Now we have for $\mathcal{T}$ that
$$\mathcal{T} = \mathcal{Z} \times \textsc{SET}(\mathcal{T})$$
which yields
$$T(z) = z \exp T(z)
\quad \text{or} \quad z = T(z) \exp (-T(z)).$$
Furthermore we have combinatorially
$$T(z) = \sum_{n\ge 1} n^{n-1} \frac{z^n}{n!}
\quad \text{and} \quad
U(z) = \sum_{n\ge 1} n^{n-2} \frac{z^n}{n!}.$$
We now claim that
$$U(z) = T(z) - \frac{1}{2} T(z)^2.$$
This yields for the coefficient $[z^n] U(z)$ where $n\ge 1$
$$[z^n] U(z) =
\frac{1}{2\pi i}
\int_{|z|=\epsilon} \frac{1}{z^{n+1}}
\left(T(z) - \frac{1}{2} T(z)^2\right) \; dz.$$
Using $T(z) = w$ and $z = w \exp(-w)$ and $dz = (\exp(-w) - w\exp(-w))

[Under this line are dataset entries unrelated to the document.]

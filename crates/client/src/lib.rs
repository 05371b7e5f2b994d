//! `loyalty-client`
//!
//! **Responsibility:** client-side session, API access and navigation gating
//! for the multi-tenant loyalty app.
//!
//! This crate provides:
//! - A persisted session store (user, token pair, tenant)
//! - An API client with bearer injection and one-shot silent refresh
//! - The route table and the guard that runs before every navigation
//!
//! All business rules live behind the remote API; this is a **thin shell**.

pub mod api;
pub mod app;
pub mod config;
pub mod guard;
pub mod routes;
pub mod session;
pub mod storage;

pub use api::{ApiClient, ApiError, ApiErrorKind, Credentials, RequestOptions};
pub use app::AppState;
pub use config::ClientConfig;
pub use guard::{AuthState, IdentityProvider, NavigationDecision, RouteGuard};
pub use routes::{Location, Section};
pub use session::{STORAGE_KEY, Session, SessionStore};
pub use storage::{MemoryStorage, Storage, StorageError};

#[cfg(not(target_arch = "wasm32"))]
pub use storage::FileStorage;
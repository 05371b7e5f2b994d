//! Identity record returned by `/{tenant}/auth/me` and by login.

use serde::{Deserialize, Serialize};

use crate::Role;

/// Numeric user identifier assigned by the API.
#[derive(Debug, Copy, Clone, PartialEq, Eq, Hash, Serialize, Deserialize)]
#[serde(transparent)]
pub struct UserId(i64);

impl UserId {
    pub fn new(id: i64) -> Self {
        Self(id)
    }

    pub fn get(&self) -> i64 {
        self.0
    }
}

impl core::fmt::Display for UserId {
    fn fmt(&self, f: &mut core::fmt::Formatter<'_>) -> core::fmt::Result {
        write!(f, "{}", self.0)
    }
}

/// Authenticated user as seen by the client.
///
/// `email` and `phone` are nullable server-side (phone-only and email-only
/// sign-ups both exist).
#[derive(Debug, Clone, PartialEq, Eq, Serialize, Deserialize)]
pub struct User {
    pub id: UserId,
    #[serde(default)]
    pub email: Option<String>,
    #[serde(default)]
    pub phone: Option<String>,
    #[serde(default)]
    pub phone_verified: bool,
    #[serde(default)]
    pub email_verified: bool,
    #[serde(default)]
    pub role: Role,
}

impl User {
    pub fn new(id: i64, role: Role) -> Self {
        Self {
            id: UserId::new(id),
            email: None,
            phone: None,
            phone_verified: false,
            email_verified: false,
            role,
        }
    }

    pub fn with_email(mut self, email: impl Into<String>) -> Self {
        self.email = Some(email.into());
        self
    }

    pub fn with_phone(mut self, phone: impl Into<String>) -> Self {
        self.phone = Some(phone.into());
        self
    }

    /// A short label for logs; never includes credentials.
    pub fn display_name(&self) -> String {
        self.email
            .clone()
            .or_else(|| self.phone.clone())
            .unwrap_or_else(|| format!("user#{}", self.id))
    }
}
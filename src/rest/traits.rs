//! Common traits for API resources

use serde::de::DeserializeOwned;

use crate::rest::request::Domain;

/// A record type decoded from the API
///
/// The associated constants tell the paginator where the resource lives and
/// which JSON key holds its records on list pages.
pub trait Resource: DeserializeOwned + Send {
    /// Human-readable resource name for messages (e.g. "recording")
    const NAME: &'static str;
    /// Key of the records array on list pages
    const RECORDS_KEY: &'static str;
    /// Product domain serving this resource
    const DOMAIN: Domain;

    /// Unique 34-character SID
    fn sid(&self) -> &str;

    /// Human-readable label, falling back to the SID
    fn display_name(&self) -> &str {
        self.sid()
    }

    /// Check if the resource matches by SID or name (substring)
    fn matches_filter(&self, filter: &str) -> bool {
        self.sid().contains(filter) || self.display_name().contains(filter)
    }
}

#[cfg(test)]
mod tests {
    use super::*;
    use serde::Deserialize;

    #[derive(Deserialize)]
    struct TestResource {
        sid: String,
        friendly_name: Option<String>,
    }

    impl Resource for TestResource {
        const NAME: &'static str = "test resource";
        const RECORDS_KEY: &'static str = "things";
        const DOMAIN: Domain = Domain::Api;

        fn sid(&self) -> &str {
            &self.sid
        }

        fn display_name(&self) -> &str {
            self.friendly_name.as_deref().unwrap_or(&self.sid)
        }
    }

    #[test]
    fn test_matches_by_sid() {
        let resource = TestResource {
            sid: "XX123".to_string(),
            friendly_name: Some("main line".to_string()),
        };
        assert!(resource.matches_filter("XX1"));
    }

    #[test]
    fn test_matches_by_name() {
        let resource = TestResource {
            sid: "XX123".to_string(),
            friendly_name: Some("main line".to_string()),
        };
        assert!(resource.matches_filter("main"));
        assert!(!resource.matches_filter("backup"));
    }

    #[test]
    fn test_display_name_fallback() {
        let resource = TestResource {
            sid: "XX123".to_string(),
            friendly_name: None,
        };
        assert_eq!(resource.display_name(), "XX123");
    }
}
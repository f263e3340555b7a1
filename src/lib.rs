//! twctl - Explore and manage Twilio REST resources
//!
//! A typed client for the Twilio REST API with cursor-based pagination,
//! plus the `twctl` command line tool built on it.
//!
//! # Features
//!
//! - Lazy, forward-only iteration over paged list endpoints
//! - Async and blocking transports behind one client
//! - Region and edge aware host resolution
//! - Multiple output formats (table, CSV, JSON, YAML)
//!
//! # Example
//!
//! ```bash
//! # List recordings of a call
//! twctl get recordings --call-sid CA123
//!
//! # Recordings created in January, as JSON
//! twctl get rec --date-created-after 2024-01-01 --date-created-before 2024-02-01 -o json
//!
//! # Register a public key from a file
//! twctl create public-key --public-key @key.pem --friendly-name laptop
//!
//! # Phone numbers depending on an address
//! twctl get dpn --address AD123
//! ```
//!
//! ```no_run
//! use twilio_rest::{ReadRecordingOptions, TwilioClient};
//!
//! # async fn run() -> twilio_rest::Result<()> {
//! let client = TwilioClient::new("ACxxx", "token");
//! let mut recordings = client
//!     .read_recordings(&ReadRecordingOptions::new().with_call_sid("CA123"))
//!     .await?;
//! while let Some(recording) = recordings.next().await {
//!     println!("{}", recording?.sid);
//! }
//! # Ok(())
//! # }
//! ```

pub mod cli;
pub mod config;
pub mod error;
pub mod output;
pub mod rest;
pub mod ui;

pub use cli::{Cli, Command, CreateResource, DeleteResource, GetResource, OutputFormat, UpdateResource};
pub use error::{Result, TwilioError};
pub use rest::dependent_phone_numbers::ReadDependentPhoneNumberOptions;
pub use rest::public_keys::{
    CreatePublicKeyOptions, DeletePublicKeyOptions, FetchPublicKeyOptions, ReadPublicKeyOptions,
    UpdatePublicKeyOptions,
};
pub use rest::recordings::{DeleteRecordingOptions, FetchRecordingOptions, ReadRecordingOptions};
pub use rest::{
    BlockingResourceSet, CredentialResolver, DependentPhoneNumber, Page, PaginatorState,
    PublicKey, Recording, Resource, ResourceSet, TwilioClient,
};
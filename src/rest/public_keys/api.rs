//! Public key API operations

use log::debug;

use crate::error::Result;
use crate::rest::client::TwilioClient;
use crate::rest::options::{Options, ReadOptions};
use crate::rest::path::render;
use crate::rest::request::{HttpMethod, Request};
use crate::rest::resource_set::{BlockingResourceSet, ResourceSet};
use crate::rest::traits::Resource;
use crate::rest::transport::{BlockingTransport, Transport};

use super::models::PublicKey;
use super::options::{
    CreatePublicKeyOptions, DeletePublicKeyOptions, FetchPublicKeyOptions, ReadPublicKeyOptions,
    UpdatePublicKeyOptions,
};

const LIST_PATH: &str = "/v1/Credentials/PublicKeys";
const INSTANCE_PATH: &str = "/v1/Credentials/PublicKeys/{Sid}";

fn instance_path(sid: &str) -> Result<String> {
    render(INSTANCE_PATH, &[("Sid", sid)])
}

pub fn read_request(options: &ReadPublicKeyOptions) -> Request {
    Request::new(HttpMethod::Get, PublicKey::DOMAIN, LIST_PATH).with_query_params(options.params())
}

/// POST request; parameters are form-encoded in the body
pub fn create_request(options: &CreatePublicKeyOptions) -> Request {
    Request::new(HttpMethod::Post, PublicKey::DOMAIN, LIST_PATH).with_post_params(options.params())
}

pub fn fetch_request(options: &FetchPublicKeyOptions) -> Result<Request> {
    let path = instance_path(&options.path_sid)?;
    Ok(Request::new(HttpMethod::Get, PublicKey::DOMAIN, path).with_query_params(options.params()))
}

pub fn update_request(options: &UpdatePublicKeyOptions) -> Result<Request> {
    let path = instance_path(&options.path_sid)?;
    Ok(Request::new(HttpMethod::Post, PublicKey::DOMAIN, path).with_post_params(options.params()))
}

pub fn delete_request(options: &DeletePublicKeyOptions) -> Result<Request> {
    let path = instance_path(&options.path_sid)?;
    Ok(Request::new(HttpMethod::Delete, PublicKey::DOMAIN, path))
}

impl<T: Transport> TwilioClient<T> {
    pub async fn read_public_keys(
        &self,
        options: &ReadPublicKeyOptions,
    ) -> Result<ResourceSet<'_, PublicKey, T>> {
        self.read(read_request(options), options.page_options()).await
    }

    pub async fn create_public_key(&self, options: &CreatePublicKeyOptions) -> Result<PublicKey> {
        debug!("Creating public key {:?}", options.friendly_name);
        self.create(&create_request(options)).await
    }

    pub async fn fetch_public_key(&self, options: &FetchPublicKeyOptions) -> Result<PublicKey> {
        debug!("Fetching public key {}", options.path_sid);
        self.fetch(&fetch_request(options)?).await
    }

    pub async fn update_public_key(&self, options: &UpdatePublicKeyOptions) -> Result<PublicKey> {
        debug!("Updating public key {}", options.path_sid);
        self.update(&update_request(options)?).await
    }

    pub async fn delete_public_key(&self, options: &DeletePublicKeyOptions) -> Result<bool> {
        debug!("Deleting public key {}", options.path_sid);
        self.delete(&delete_request(options)?).await
    }
}

impl<T: BlockingTransport> TwilioClient<T> {
    pub fn read_public_keys_blocking(
        &self,
        options: &ReadPublicKeyOptions,
    ) -> Result<BlockingResourceSet<'_, PublicKey, T>> {
        self.read_blocking(read_request(options), options.page_options())
    }

    pub fn create_public_key_blocking(&self, options: &CreatePublicKeyOptions) -> Result<PublicKey> {
        self.create_blocking(&create_request(options))
    }

    pub fn fetch_public_key_blocking(&self, options: &FetchPublicKeyOptions) -> Result<PublicKey> {
        self.fetch_blocking(&fetch_request(options)?)
    }

    pub fn update_public_key_blocking(&self, options: &UpdatePublicKeyOptions) -> Result<PublicKey> {
        self.update_blocking(&update_request(options)?)
    }

    pub fn delete_public_key_blocking(&self, options: &DeletePublicKeyOptions) -> Result<bool> {
        self.delete_blocking(&delete_request(options)?)
    }
}
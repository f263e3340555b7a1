//! HTTP request model shared by every resource

use std::fmt;

use crate::config::api;

/// HTTP method of a logical operation
#[derive(Debug, Clone, Copy, PartialEq, Eq)]
pub enum HttpMethod {
    Get,
    Post,
    Delete,
}

impl HttpMethod {
    pub fn as_str(&self) -> &'static str {
        match self {
            HttpMethod::Get => "GET",
            HttpMethod::Post => "POST",
            HttpMethod::Delete => "DELETE",
        }
    }
}

impl fmt::Display for HttpMethod {
    fn fmt(&self, f: &mut fmt::Formatter<'_>) -> fmt::Result {
        f.write_str(self.as_str())
    }
}

/// Product domain hosting a resource (`<domain>.twilio.com`)
#[derive(Debug, Clone, Copy, PartialEq, Eq)]
pub enum Domain {
    Api,
    Accounts,
}

impl Domain {
    pub fn as_str(&self) -> &'static str {
        match self {
            Domain::Api => "api",
            Domain::Accounts => "accounts",
        }
    }

    /// Resolve the host for this domain, honoring region and edge
    ///
    /// An edge without a region implies the default region.
    pub fn host(&self, region: Option<&str>, edge: Option<&str>) -> String {
        let region = match (region, edge) {
            (None, Some(_)) => Some(api::DEFAULT_REGION),
            (region, _) => region,
        };

        let mut pieces = vec![self.as_str()];
        pieces.extend(edge);
        pieces.extend(region);
        pieces.push(api::HOST_SUFFIX);
        pieces.join(".")
    }

    /// Base URL (scheme and host) for this domain
    pub fn base_url(&self, region: Option<&str>, edge: Option<&str>) -> String {
        format!("https://{}", self.host(region, edge))
    }
}

/// Ordered parameter list; keys may repeat for multi-valued filters
#[derive(Debug, Clone, Default, PartialEq, Eq)]
pub struct Params(Vec<(String, String)>);

impl Params {
    pub fn new() -> Self {
        Self::default()
    }

    /// Append a parameter
    pub fn push(&mut self, key: impl Into<String>, value: impl Into<String>) {
        self.0.push((key.into(), value.into()));
    }

    /// Append a parameter only when a value is present
    pub fn push_opt<V: ToString>(&mut self, key: &str, value: Option<V>) {
        if let Some(value) = value {
            self.push(key, value.to_string());
        }
    }

    pub fn extend(&mut self, other: Params) {
        self.0.extend(other.0);
    }

    /// All values recorded for a key, in insertion order
    pub fn get_all<'a>(&'a self, key: &'a str) -> impl Iterator<Item = &'a str> + 'a {
        self.0
            .iter()
            .filter(move |(k, _)| k == key)
            .map(|(_, v)| v.as_str())
    }

    /// First value recorded for a key
    pub fn get(&self, key: &str) -> Option<&str> {
        self.0.iter().find(|(k, _)| k == key).map(|(_, v)| v.as_str())
    }

    pub fn contains_key(&self, key: &str) -> bool {
        self.get(key).is_some()
    }

    pub fn is_empty(&self) -> bool {
        self.0.is_empty()
    }

    pub fn len(&self) -> usize {
        self.0.len()
    }

    pub fn iter(&self) -> impl Iterator<Item = (&str, &str)> {
        self.0.iter().map(|(k, v)| (k.as_str(), v.as_str()))
    }

    /// Form-urlencode the parameters (`k=v&k=v`)
    pub fn encode(&self) -> String {
        self.0
            .iter()
            .map(|(k, v)| format!("{}={}", urlencoding::encode(k), urlencoding::encode(v)))
            .collect::<Vec<_>>()
            .join("&")
    }
}

/// Where a request is sent
#[derive(Debug, Clone, PartialEq, Eq)]
pub enum Target {
    /// Domain plus path; the host is resolved by the client
    Path { domain: Domain, path: String },
    /// Absolute URL used verbatim (pagination cursors)
    Url(String),
}

/// One HTTP call, built fresh per operation
#[derive(Debug, Clone, PartialEq, Eq)]
pub struct Request {
    pub method: HttpMethod,
    pub target: Target,
    pub query_params: Params,
    pub post_params: Params,
}

impl Request {
    /// Create a request against a domain path
    pub fn new(method: HttpMethod, domain: Domain, path: impl Into<String>) -> Self {
        Self {
            method,
            target: Target::Path {
                domain,
                path: path.into(),
            },
            query_params: Params::new(),
            post_params: Params::new(),
        }
    }

    /// Create a request against an absolute URL
    pub fn from_url(method: HttpMethod, url: impl Into<String>) -> Self {
        Self {
            method,
            target: Target::Url(url.into()),
            query_params: Params::new(),
            post_params: Params::new(),
        }
    }

    pub fn with_query_params(mut self, params: Params) -> Self {
        self.query_params.extend(params);
        self
    }

    pub fn with_post_params(mut self, params: Params) -> Self {
        self.post_params.extend(params);
        self
    }

    pub fn add_query_param(&mut self, key: impl Into<String>, value: impl Into<String>) {
        self.query_params.push(key, value);
    }

    pub fn add_post_param(&mut self, key: impl Into<String>, value: impl Into<String>) {
        self.post_params.push(key, value);
    }

    /// Path component for domain requests
    pub fn path(&self) -> Option<&str> {
        match &self.target {
            Target::Path { path, .. } => Some(path),
            Target::Url(_) => None,
        }
    }

    /// Build the full URL given the base URL for the request's domain
    ///
    /// Absolute targets ignore `base_url` and are only extended with query
    /// parameters when some were added.
    pub fn url(&self, base_url: &str) -> String {
        let mut url = match &self.target {
            Target::Path { path, .. } => {
                format!("{}{}", base_url.trim_end_matches('/'), path)
            }
            Target::Url(url) => url.clone(),
        };

        if !self.query_params.is_empty() {
            let separator = if url.contains('?') { '&' } else { '?' };
            url.push(separator);
            url.push_str(&self.query_params.encode());
        }
        url
    }

    /// Form-encoded body, if any post parameters are set
    pub fn body(&self) -> Option<String> {
        if self.post_params.is_empty() {
            None
        } else {
            Some(self.post_params.encode())
        }
    }
}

\; dw$ we obtain (this is a standard computation)
$$\frac{1}{2\pi i}
\int_{|w|=\gamma} \frac{\exp((n+1)w)}{w^{n+1}}
\left(w-\frac{1}{2}w^2\right)
\exp(-w) (1-w)
\; dw
\\ = \frac{1}{2\pi i}
\int_{|w|=\gamma} \frac{\exp(nw)}{w^{n}}
\left(\frac{1}{2} w^2 - \frac{3}{2} w + 1\right)
\; dw.$$
This is for $n\ge 3$ (the small $n$ are left to the reader)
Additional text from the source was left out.